One criterion that I often use is to ask whether it is worth cycling six miles into a headwind for something. I would have said “No” in this case, but for a note in the visitors’ book: an American, cycling across south-east England before the Coronation, had enjoyed himself.
Part of the problem is the inadequate exhibition space in the new Library. There are four display cabinets on the atrium gallery and a side room that admits only two visitors at a time. The Hall, which long served to house much of the Archbishop’s library, would have been more fitting.
From the coronation charter of Henry I, who was elected king by the barons in August 1100 after the unexpected death of his eldest brother, William Rufus, the display fast-forwards to the last of the Stuarts. Nothing about the Plantagenets, Lancastrians, Yorkists, or Tudors, who did so much to exploit coronations to establish the monarch as fount of all honours, receiving the fealty of the people.
An engraving of “The Inthronization” of King James II and Queen Mary was printed two years after their 1685 coronation. It shows the king seated on a chair of estate, two steps above that of his wife. He had insisted on a full liturgy, shorn of the service of holy communion; Mary of Modena was an Italian Catholic princess, and he scrupled over the legitimacy of the Protestant Religion.
In July 1821, the manuscript for the Oath went missing, and King George IV ended up signing the Archbishop’s printed order of service. In 2023, it seems that orders of service had not first been set out on the prie-dieux for the King and his consort.
Items used at the Coronation in 1953
“Come, Holy Ghost, our Souls inspire, And warm them with thy Heav’nly fire.” So sang the choir before George was anointed, amid mutterings that the coronation had cost some £230,000.
From the preparations for the coronation of Edward VIII comes a reproving letter from Archbishop Lang to Bishop Barnes of Birmingham (11 November 1936), who had preached that the communion service should be omitted because of the king’s private life and continuing relationship with a divorcee.
Lang, as Bishop Wilbourne showed (The Coronation, 28 April), was in an unhappy predicament.
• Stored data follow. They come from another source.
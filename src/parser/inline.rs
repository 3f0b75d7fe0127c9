//! Inline Markdown parsing: emphasis, code spans, links and numeric
//! character references.
//!
//! Emphasis uses a delimiter-run pass modelled on CommonMark: `*` runs are
//! classified as left/right flanking, then closers are matched against the
//! nearest compatible opener. Unmatched markers stay literal text, so
//! parsing never fails.

use crate::model::{coalesce_runs, sanitize_text, TextRun, TextStyle};

/// Parse inline Markdown into styled runs.
pub fn parse_inline(text: &str) -> Vec<TextRun> {
    let chars: Vec<char> = text.chars().collect();
    let mut tokens = tokenize(&chars, None);
    process_emphasis(&mut tokens);
    let runs = tokens
        .into_iter()
        .map(|t| match t {
            Token::Text { text, style, link } => TextRun {
                text: sanitize_text(&text),
                style,
                link,
            },
            Token::Delim { count, style, .. } => TextRun::styled("*".repeat(count), style),
        })
        .collect();
    coalesce_runs(runs)
}

#[derive(Debug)]
enum Token {
    Text {
        text: String,
        style: TextStyle,
        link: Option<String>,
    },
    Delim {
        count: usize,
        orig: usize,
        can_open: bool,
        can_close: bool,
        style: TextStyle,
    },
}

impl Token {
    fn style_mut(&mut self) -> &mut TextStyle {
        match self {
            Token::Text { style, .. } | Token::Delim { style, .. } => style,
        }
    }
}

fn tokenize(chars: &[char], link: Option<&str>) -> Vec<Token> {
    let mut tokens = Vec::new();
    let mut pending = String::new();
    let mut i = 0;

    let flush = |pending: &mut String, tokens: &mut Vec<Token>| {
        if !pending.is_empty() {
            tokens.push(Token::Text {
                text: std::mem::take(pending),
                style: TextStyle::PLAIN,
                link: link.map(str::to_string),
            });
        }
    };

    while i < chars.len() {
        let c = chars[i];
        match c {
            '\\' if chars.get(i + 1).is_some_and(|n| n.is_ascii_punctuation()) => {
                pending.push(chars[i + 1]);
                i += 2;
            }
            '`' => {
                let open = run_length(chars, i, '`');
                match find_code_close(chars, i + open, open) {
                    Some(close) => {
                        flush(&mut pending, &mut tokens);
                        let content: String = chars[i + open..close].iter().collect();
                        tokens.push(Token::Text {
                            text: strip_code_padding(&content),
                            style: TextStyle::CODE,
                            link: link.map(str::to_string),
                        });
                        i = close + open;
                    }
                    None => {
                        pending.extend(std::iter::repeat('`').take(open));
                        i += open;
                    }
                }
            }
            '*' => {
                flush(&mut pending, &mut tokens);
                let count = run_length(chars, i, '*');
                let before = if i == 0 { ' ' } else { chars[i - 1] };
                let after = chars.get(i + count).copied().unwrap_or(' ');
                let (left, right) = flanking(before, after);
                tokens.push(Token::Delim {
                    count,
                    orig: count,
                    can_open: left,
                    can_close: right,
                    style: TextStyle::PLAIN,
                });
                i += count;
            }
            '&' => match char_reference(chars, i) {
                Some((decoded, len)) => {
                    pending.push(decoded);
                    i += len;
                }
                None => {
                    pending.push(c);
                    i += 1;
                }
            },
            // Runs cannot hold images; keep the alt text.
            '!' if link.is_none() && chars.get(i + 1) == Some(&'[') => match find_link(chars, i + 1) {
                Some(found) => {
                    pending.extend(&chars[i + 2..found.label_end]);
                    i = found.next;
                }
                None => {
                    pending.push(c);
                    i += 1;
                }
            },
            '[' if link.is_none() => match find_link(chars, i) {
                Some(found) => {
                    flush(&mut pending, &mut tokens);
                    let mut inner = tokenize(&chars[i + 1..found.label_end], Some(&found.target));
                    process_emphasis(&mut inner);
                    tokens.extend(inner);
                    i = found.next;
                }
                None => {
                    pending.push(c);
                    i += 1;
                }
            },
            _ => {
                pending.push(c);
                i += 1;
            }
        }
    }
    flush(&mut pending, &mut tokens);
    tokens
}

/// Decode `&#NNN;` or `&#xHHH;` at `start`; returns the character and the
/// length of the reference.
fn char_reference(chars: &[char], start: usize) -> Option<(char, usize)> {
    if chars.get(start + 1) != Some(&'#') {
        return None;
    }
    let hex = matches!(chars.get(start + 2), Some('x' | 'X'));
    let digits_start = start + if hex { 3 } else { 2 };
    let radix = if hex { 16 } else { 10 };
    let max_digits = if hex { 6 } else { 7 };

    let digits = chars[digits_start.min(chars.len())..]
        .iter()
        .take_while(|c| c.is_digit(radix))
        .count();
    if digits == 0 || digits > max_digits || chars.get(digits_start + digits) != Some(&';') {
        return None;
    }
    let text: String = chars[digits_start..digits_start + digits].iter().collect();
    let decoded = u32::from_str_radix(&text, radix)
        .ok()
        .filter(|&code| code != 0)
        .and_then(char::from_u32)
        .unwrap_or(char::REPLACEMENT_CHARACTER);
    Some((decoded, digits_start + digits + 1 - start))
}

fn run_length(chars: &[char], start: usize, ch: char) -> usize {
    chars[start..].iter().take_while(|&&c| c == ch).count()
}

fn is_space(c: char) -> bool {
    c.is_whitespace()
}

fn is_punct(c: char) -> bool {
    c.is_ascii_punctuation()
}

/// Left/right flanking classification of a delimiter run.
fn flanking(before: char, after: char) -> (bool, bool) {
    let left = !is_space(after) && (!is_punct(after) || is_space(before) || is_punct(before));
    let right = !is_space(before) && (!is_punct(before) || is_space(after) || is_punct(after));
    (left, right)
}

fn find_code_close(chars: &[char], from: usize, len: usize) -> Option<usize> {
    let mut j = from;
    while j < chars.len() {
        if chars[j] == '`' {
            let n = run_length(chars, j, '`');
            if n == len {
                return Some(j);
            }
            j += n;
        } else {
            j += 1;
        }
    }
    None
}

fn strip_code_padding(content: &str) -> String {
    let content = content.replace('\n', " ");
    if content.len() >= 2
        && content.starts_with(' ')
        && content.ends_with(' ')
        && !content.chars().all(|c| c == ' ')
    {
        content[1..content.len() - 1].to_string()
    } else {
        content
    }
}

struct LinkMatch {
    label_end: usize,
    target: String,
    next: usize,
}

/// Match `[label](target)` starting at an opening bracket.
fn find_link(chars: &[char], open: usize) -> Option<LinkMatch> {
    let mut depth = 0usize;
    let mut j = open;
    let label_end = loop {
        match chars.get(j)? {
            '\\' => j += 2,
            '`' => {
                let n = run_length(chars, j, '`');
                j = find_code_close(chars, j + n, n).map_or(j + n, |c| c + n);
            }
            '[' => {
                depth += 1;
                j += 1;
            }
            ']' => {
                depth -= 1;
                if depth == 0 {
                    break j;
                }
                j += 1;
            }
            _ => j += 1,
        }
    };

    if chars.get(label_end + 1) != Some(&'(') {
        return None;
    }
    let mut k = label_end + 2;
    let target: String;
    if chars.get(k) == Some(&'<') {
        let close = chars[k + 1..].iter().position(|&c| c == '>')? + k + 1;
        target = chars[k + 1..close].iter().collect();
        k = close + 1;
    } else {
        let mut parens = 0usize;
        let start = k;
        while let Some(&c) = chars.get(k) {
            match c {
                '(' => parens += 1,
                ')' if parens == 0 => break,
                ')' => parens -= 1,
                c if c.is_whitespace() => break,
                _ => {}
            }
            k += 1;
        }
        target = chars[start..k].iter().collect();
    }

    // Optional title, ignored
    while chars.get(k).is_some_and(|c| c.is_whitespace()) {
        k += 1;
    }
    if chars.get(k) == Some(&'"') {
        k += chars[k + 1..].iter().position(|&c| c == '"')? + 2;
        while chars.get(k).is_some_and(|c| c.is_whitespace()) {
            k += 1;
        }
    }
    if chars.get(k) != Some(&')') {
        return None;
    }

    Some(LinkMatch {
        label_end,
        target,
        next: k + 1,
    })
}

/// Match delimiter runs and apply bold/italic to the tokens they enclose.
fn process_emphasis(tokens: &mut [Token]) {
    for closer in 0..tokens.len() {
        loop {
            let (close_count, close_orig, close_both) = match tokens[closer] {
                Token::Delim {
                    count,
                    orig,
                    can_open,
                    can_close: true,
                    ..
                } if count > 0 => (count, orig, can_open),
                _ => break,
            };

            let opener = (0..closer).rev().find(|&o| match tokens[o] {
                Token::Delim {
                    count,
                    orig,
                    can_open: true,
                    can_close,
                    ..
                } if count > 0 => {
                    let both = close_both || can_close;
                    !(both && (orig + close_orig) % 3 == 0 && !(orig % 3 == 0 && close_orig % 3 == 0))
                }
                _ => false,
            });
            let Some(opener) = opener else { break };

            let open_count = match tokens[opener] {
                Token::Delim { count, .. } => count,
                _ => break,
            };
            let strong = open_count >= 2 && close_count >= 2;
            let used = if strong { 2 } else { 1 };

            for token in &mut tokens[opener + 1..closer] {
                let style = token.style_mut();
                if strong {
                    style.bold = true;
                } else {
                    style.italic = true;
                }
                // Delimiters enclosed by a match can no longer pair up.
                if let Token::Delim {
                    can_open,
                    can_close,
                    ..
                } = token
                {
                    *can_open = false;
                    *can_close = false;
                }
            }
            for index in [opener, closer] {
                if let Token::Delim { count, .. } = &mut tokens[index] {
                    *count -= used;
                }
            }
        }
    }
}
He still looks drained in the official 1937 studio portrait by Philip de Laszlo, with his mitre beside him on a pile of books, with which, no doubt, he had thought to persuade the new king’s errant brother.
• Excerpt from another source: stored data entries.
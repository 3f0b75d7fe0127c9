//! Input format detection.

use crate::error::{Error, Result};
use crate::ooxml;
use std::fs;
use std::io::Cursor;
use std::path::Path;

/// Document formats the converter reads and writes.
#[derive(Debug, Clone, Copy, PartialEq, Eq, Hash)]
pub enum DocFormat {
    /// Markdown text
    Markdown,
    /// Word package
    Docx,
}

impl DocFormat {
    /// Look up a format by file extension (case-insensitive, without dot).
    pub fn from_extension(ext: &str) -> Option<Self> {
        match ext.to_ascii_lowercase().as_str() {
            "md" | "markdown" | "mdown" | "mkd" => Some(DocFormat::Markdown),
            "docx" => Some(DocFormat::Docx),
            _ => None,
        }
    }

    /// Preferred file extension.
    pub fn extension(&self) -> &'static str {
        match self {
            DocFormat::Markdown => "md",
            DocFormat::Docx => "docx",
        }
    }

    /// Format name understood by the external converter.
    pub fn tool_name(&self) -> &'static str {
        match self {
            DocFormat::Markdown => "markdown",
            DocFormat::Docx => "docx",
        }
    }
}

impl std::fmt::Display for DocFormat {
    fn fmt(&self, f: &mut std::fmt::Formatter<'_>) -> std::fmt::Result {
        match self {
            DocFormat::Markdown => write!(f, "Markdown"),
            DocFormat::Docx => write!(f, "Word (DOCX)"),
        }
    }
}

/// Zip local file header.
const ZIP_MAGIC: &[u8] = b"PK\x03\x04";

/// Detect the format of a file, by extension first and content second.
///
/// # Example
/// ```no_run
/// use mdocx::detect::{detect_format_from_path, DocFormat};
///
/// let format = detect_format_from_path("report.docx").unwrap();
/// assert_eq!(format, DocFormat::Docx);
/// ```
pub fn detect_format_from_path<P: AsRef<Path>>(path: P) -> Result<DocFormat> {
    let path = path.as_ref();
    if let Some(format) = path
        .extension()
        .and_then(|e| e.to_str())
        .and_then(DocFormat::from_extension)
    {
        return Ok(format);
    }
    detect_format_from_bytes(&fs::read(path)?)
}

/// Detect the format from file content.
///
/// A zip container holding `word/document.xml` is a Word package; any other
/// UTF-8 text is Markdown.
pub fn detect_format_from_bytes(data: &[u8]) -> Result<DocFormat> {
    if data.starts_with(ZIP_MAGIC) {
        let archive = zip::ZipArchive::new(Cursor::new(data))?;
        if archive.file_names().any(|n| n == ooxml::PART_DOCUMENT) {
            return Ok(DocFormat::Docx);
        }
        return Err(Error::UnsupportedFormat(
            "zip archive is not a Word package".to_string(),
        ));
    }
    if std::str::from_utf8(data).is_ok() {
        return Ok(DocFormat::Markdown);
    }
    Err(Error::UnsupportedFormat("binary data".to_string()))
}

/// Check if a file is a Word package.
pub fn is_docx<P: AsRef<Path>>(path: P) -> bool {
    matches!(detect_format_from_path(path), Ok(DocFormat::Docx))
}

/// Check if bytes are a Word package.
pub fn is_docx_bytes(data: &[u8]) -> bool {
    matches!(detect_format_from_bytes(data), Ok(DocFormat::Docx))
}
Lang’s diary (formerly Bishopthorpe Palace), which Bishop Wilbourne cited for 1936 and 1937, is not on display; where is it? The Bible on which the late Queen swore to uphold the Oath is here, and was due to be joined later on the day of my visit with that used by King Charles III.
“‘A Declaration of our Hopes for the Future’: Coronations from the Middle Ages to the Present Day” is at Lambeth Palace Library, 15 Lambeth Palace Road, London SE1, until 13 July. It can be visited 9.30 a.m. to 5 p.m. Monday to Friday (3 June and 8 July from 10 a.m. to 5 p.m.). Admission is free.